→ What to work on
Look for "fitdb" in the material below and show each line that contains it.
Content starts
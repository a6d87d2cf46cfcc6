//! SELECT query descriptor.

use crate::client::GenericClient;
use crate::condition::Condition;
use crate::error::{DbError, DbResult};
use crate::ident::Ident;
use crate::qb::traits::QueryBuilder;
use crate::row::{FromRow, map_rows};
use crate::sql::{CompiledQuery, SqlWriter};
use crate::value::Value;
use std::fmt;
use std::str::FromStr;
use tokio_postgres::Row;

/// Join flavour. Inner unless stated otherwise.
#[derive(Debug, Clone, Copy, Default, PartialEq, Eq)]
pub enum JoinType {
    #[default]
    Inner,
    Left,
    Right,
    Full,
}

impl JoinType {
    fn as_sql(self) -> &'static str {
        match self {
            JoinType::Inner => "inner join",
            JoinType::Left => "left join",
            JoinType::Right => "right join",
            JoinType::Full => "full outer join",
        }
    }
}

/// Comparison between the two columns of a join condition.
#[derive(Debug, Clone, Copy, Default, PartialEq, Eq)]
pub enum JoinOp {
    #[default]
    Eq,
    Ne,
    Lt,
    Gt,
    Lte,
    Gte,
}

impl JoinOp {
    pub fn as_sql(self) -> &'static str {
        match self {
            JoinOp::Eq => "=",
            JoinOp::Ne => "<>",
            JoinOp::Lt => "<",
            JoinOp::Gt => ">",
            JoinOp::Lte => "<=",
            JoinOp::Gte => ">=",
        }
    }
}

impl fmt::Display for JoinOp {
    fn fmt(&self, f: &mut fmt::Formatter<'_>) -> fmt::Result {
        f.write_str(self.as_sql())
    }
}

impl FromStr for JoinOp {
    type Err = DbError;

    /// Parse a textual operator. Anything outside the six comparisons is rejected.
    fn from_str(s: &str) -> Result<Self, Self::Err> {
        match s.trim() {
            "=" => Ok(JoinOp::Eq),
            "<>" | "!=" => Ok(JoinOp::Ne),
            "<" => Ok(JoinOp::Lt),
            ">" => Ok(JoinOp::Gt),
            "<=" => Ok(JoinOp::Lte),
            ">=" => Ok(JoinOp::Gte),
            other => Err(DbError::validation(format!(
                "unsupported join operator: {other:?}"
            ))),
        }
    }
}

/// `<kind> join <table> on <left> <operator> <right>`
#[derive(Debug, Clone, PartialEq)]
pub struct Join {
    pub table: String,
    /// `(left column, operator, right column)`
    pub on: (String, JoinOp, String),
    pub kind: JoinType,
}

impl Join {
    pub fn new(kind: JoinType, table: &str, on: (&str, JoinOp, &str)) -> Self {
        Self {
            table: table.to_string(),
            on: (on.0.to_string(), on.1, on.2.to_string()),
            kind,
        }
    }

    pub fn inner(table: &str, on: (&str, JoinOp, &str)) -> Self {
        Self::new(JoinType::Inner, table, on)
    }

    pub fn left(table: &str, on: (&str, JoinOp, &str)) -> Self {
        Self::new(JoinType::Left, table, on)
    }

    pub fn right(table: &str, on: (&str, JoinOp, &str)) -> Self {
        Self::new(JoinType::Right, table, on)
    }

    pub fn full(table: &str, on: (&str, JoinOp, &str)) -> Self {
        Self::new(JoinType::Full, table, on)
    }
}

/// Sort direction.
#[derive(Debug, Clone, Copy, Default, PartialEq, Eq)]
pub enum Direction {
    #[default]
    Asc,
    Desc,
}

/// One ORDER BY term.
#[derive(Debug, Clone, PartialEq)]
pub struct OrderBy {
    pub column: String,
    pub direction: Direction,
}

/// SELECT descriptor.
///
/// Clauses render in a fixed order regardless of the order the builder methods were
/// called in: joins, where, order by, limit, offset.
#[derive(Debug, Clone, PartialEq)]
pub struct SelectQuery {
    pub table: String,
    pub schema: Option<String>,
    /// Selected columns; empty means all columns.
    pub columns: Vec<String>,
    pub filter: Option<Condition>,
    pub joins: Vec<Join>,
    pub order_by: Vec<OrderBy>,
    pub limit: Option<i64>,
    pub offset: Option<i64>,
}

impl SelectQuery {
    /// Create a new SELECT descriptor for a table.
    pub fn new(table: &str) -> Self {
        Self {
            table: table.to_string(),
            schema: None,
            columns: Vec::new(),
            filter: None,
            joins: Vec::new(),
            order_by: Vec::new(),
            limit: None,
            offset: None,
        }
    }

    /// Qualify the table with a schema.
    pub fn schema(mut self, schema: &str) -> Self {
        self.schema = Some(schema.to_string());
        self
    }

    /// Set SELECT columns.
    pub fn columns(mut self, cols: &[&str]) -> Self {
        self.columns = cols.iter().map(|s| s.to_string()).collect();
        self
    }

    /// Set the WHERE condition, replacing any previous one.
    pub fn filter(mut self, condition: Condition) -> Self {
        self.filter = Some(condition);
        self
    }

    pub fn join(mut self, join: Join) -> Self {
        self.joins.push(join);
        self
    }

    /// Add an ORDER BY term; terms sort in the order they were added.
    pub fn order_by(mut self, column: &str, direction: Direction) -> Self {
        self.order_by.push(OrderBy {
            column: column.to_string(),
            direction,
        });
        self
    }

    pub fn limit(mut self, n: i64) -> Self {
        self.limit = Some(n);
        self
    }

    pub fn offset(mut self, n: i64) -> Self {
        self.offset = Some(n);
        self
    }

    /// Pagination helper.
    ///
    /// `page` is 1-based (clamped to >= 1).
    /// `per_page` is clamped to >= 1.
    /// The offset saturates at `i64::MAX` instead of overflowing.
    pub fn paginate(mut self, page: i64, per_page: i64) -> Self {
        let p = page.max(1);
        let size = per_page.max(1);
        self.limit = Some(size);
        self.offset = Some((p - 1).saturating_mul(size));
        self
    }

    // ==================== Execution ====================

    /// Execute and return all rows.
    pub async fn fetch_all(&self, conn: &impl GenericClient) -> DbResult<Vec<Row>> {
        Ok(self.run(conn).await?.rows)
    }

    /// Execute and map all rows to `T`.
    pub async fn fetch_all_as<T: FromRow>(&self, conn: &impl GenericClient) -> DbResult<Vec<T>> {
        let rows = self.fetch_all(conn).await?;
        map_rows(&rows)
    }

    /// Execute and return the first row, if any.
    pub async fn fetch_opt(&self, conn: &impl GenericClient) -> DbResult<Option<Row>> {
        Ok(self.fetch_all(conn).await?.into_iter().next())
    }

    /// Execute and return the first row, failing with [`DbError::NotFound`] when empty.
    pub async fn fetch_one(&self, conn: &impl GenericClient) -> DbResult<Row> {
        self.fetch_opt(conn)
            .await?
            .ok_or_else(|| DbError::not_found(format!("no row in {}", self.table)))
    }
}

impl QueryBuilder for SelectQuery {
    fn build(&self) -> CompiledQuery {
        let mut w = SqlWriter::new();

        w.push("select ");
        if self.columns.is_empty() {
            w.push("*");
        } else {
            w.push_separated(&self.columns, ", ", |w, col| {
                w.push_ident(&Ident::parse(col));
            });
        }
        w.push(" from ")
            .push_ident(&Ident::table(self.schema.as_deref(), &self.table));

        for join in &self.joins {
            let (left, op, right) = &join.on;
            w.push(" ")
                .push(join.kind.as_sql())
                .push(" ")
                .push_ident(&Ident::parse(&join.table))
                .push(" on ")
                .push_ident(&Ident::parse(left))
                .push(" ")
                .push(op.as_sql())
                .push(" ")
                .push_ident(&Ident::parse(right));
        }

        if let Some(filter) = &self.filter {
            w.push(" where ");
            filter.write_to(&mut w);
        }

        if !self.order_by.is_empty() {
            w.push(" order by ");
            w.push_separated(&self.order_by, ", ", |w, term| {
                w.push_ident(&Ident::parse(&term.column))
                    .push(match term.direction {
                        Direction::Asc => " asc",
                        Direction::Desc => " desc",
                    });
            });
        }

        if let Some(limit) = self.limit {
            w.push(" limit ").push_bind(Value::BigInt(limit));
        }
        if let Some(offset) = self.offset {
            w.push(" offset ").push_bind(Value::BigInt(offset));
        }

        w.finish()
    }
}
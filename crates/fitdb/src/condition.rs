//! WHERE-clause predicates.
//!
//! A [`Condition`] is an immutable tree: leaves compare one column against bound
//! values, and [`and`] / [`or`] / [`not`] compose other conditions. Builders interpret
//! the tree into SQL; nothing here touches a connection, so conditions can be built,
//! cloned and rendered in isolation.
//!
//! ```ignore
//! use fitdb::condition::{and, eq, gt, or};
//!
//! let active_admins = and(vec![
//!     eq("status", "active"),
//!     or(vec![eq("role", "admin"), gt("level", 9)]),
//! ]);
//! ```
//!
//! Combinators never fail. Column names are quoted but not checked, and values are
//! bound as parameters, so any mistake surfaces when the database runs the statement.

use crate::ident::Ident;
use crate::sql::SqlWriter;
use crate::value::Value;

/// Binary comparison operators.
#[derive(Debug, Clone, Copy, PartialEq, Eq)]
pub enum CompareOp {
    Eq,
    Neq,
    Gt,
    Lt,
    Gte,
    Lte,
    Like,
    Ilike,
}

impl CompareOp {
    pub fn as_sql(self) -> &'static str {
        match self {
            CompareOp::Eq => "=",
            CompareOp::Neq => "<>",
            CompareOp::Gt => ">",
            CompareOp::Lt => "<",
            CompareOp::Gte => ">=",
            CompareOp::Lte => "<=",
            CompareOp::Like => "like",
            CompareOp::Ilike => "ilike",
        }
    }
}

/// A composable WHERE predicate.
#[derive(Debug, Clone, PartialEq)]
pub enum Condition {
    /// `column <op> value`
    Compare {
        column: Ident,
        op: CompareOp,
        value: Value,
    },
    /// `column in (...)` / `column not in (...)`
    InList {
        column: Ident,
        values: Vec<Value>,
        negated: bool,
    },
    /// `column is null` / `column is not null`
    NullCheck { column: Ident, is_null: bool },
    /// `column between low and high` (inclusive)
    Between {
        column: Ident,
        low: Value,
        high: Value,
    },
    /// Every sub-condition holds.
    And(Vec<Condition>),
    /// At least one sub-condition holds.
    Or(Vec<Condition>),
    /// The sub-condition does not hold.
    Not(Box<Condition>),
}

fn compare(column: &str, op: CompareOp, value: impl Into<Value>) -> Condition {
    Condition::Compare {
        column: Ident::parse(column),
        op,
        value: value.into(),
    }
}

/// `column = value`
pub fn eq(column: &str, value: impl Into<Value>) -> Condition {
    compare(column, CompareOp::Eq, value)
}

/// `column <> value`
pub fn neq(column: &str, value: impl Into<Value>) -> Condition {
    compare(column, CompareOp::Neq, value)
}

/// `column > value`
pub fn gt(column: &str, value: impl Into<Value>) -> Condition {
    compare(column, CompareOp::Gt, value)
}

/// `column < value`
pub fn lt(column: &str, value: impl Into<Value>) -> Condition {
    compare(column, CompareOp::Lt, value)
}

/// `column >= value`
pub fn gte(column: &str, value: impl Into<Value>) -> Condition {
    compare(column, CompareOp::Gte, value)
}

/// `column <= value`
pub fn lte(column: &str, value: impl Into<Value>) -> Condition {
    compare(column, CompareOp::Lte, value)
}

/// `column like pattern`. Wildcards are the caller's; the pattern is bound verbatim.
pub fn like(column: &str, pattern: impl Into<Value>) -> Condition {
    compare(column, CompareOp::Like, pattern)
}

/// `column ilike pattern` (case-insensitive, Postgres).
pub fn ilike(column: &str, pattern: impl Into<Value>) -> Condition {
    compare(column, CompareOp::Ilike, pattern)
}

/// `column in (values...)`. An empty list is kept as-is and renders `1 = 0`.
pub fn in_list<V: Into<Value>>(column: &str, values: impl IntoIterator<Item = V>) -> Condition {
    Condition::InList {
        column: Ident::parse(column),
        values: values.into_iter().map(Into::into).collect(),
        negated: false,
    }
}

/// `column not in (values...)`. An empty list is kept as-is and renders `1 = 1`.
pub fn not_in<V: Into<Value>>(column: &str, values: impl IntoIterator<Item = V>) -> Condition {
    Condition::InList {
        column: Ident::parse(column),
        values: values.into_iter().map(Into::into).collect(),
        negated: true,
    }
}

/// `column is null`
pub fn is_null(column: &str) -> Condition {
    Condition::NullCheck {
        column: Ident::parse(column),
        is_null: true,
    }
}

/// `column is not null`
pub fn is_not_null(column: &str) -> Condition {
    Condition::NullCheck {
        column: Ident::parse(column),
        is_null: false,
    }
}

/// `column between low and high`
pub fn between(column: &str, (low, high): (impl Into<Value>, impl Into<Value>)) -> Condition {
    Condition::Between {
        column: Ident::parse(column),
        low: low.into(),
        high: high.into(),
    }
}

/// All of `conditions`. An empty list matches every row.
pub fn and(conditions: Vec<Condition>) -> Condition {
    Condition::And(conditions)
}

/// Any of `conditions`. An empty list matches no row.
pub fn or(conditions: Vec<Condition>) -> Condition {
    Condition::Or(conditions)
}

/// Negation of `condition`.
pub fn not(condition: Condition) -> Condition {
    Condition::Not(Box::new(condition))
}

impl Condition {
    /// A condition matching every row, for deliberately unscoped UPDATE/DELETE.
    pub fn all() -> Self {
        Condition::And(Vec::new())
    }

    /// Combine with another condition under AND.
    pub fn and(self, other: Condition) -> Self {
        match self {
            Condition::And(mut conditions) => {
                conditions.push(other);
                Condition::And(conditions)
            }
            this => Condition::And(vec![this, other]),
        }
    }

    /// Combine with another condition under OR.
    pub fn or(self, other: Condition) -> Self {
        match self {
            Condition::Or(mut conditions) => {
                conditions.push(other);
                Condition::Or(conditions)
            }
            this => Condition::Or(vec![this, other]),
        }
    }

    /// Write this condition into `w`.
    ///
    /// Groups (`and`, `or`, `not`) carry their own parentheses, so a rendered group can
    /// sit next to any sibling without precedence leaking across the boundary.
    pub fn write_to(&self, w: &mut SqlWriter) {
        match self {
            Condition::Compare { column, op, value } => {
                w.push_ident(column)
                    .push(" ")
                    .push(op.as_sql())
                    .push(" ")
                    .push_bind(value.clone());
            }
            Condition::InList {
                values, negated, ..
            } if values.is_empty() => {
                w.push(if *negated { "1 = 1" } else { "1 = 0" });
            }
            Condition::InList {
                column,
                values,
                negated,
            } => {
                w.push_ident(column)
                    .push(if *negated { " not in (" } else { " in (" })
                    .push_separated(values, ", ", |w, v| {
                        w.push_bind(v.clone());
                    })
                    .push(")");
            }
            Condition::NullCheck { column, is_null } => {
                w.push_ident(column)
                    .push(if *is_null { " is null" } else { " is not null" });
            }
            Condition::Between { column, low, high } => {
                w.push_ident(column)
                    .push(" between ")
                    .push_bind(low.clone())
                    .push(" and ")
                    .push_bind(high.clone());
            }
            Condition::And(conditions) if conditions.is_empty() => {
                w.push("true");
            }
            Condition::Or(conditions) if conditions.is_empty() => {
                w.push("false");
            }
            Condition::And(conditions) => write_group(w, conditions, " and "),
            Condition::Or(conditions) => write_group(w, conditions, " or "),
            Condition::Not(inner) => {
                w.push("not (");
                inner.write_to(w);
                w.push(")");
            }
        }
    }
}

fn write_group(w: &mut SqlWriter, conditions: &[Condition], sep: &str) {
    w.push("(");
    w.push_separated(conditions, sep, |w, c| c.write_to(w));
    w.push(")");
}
Content ends
→ Solution to the problem
filename crates/fitdb/src/condition.rs
//! use fitdb::condition::{and, eq, gt, or};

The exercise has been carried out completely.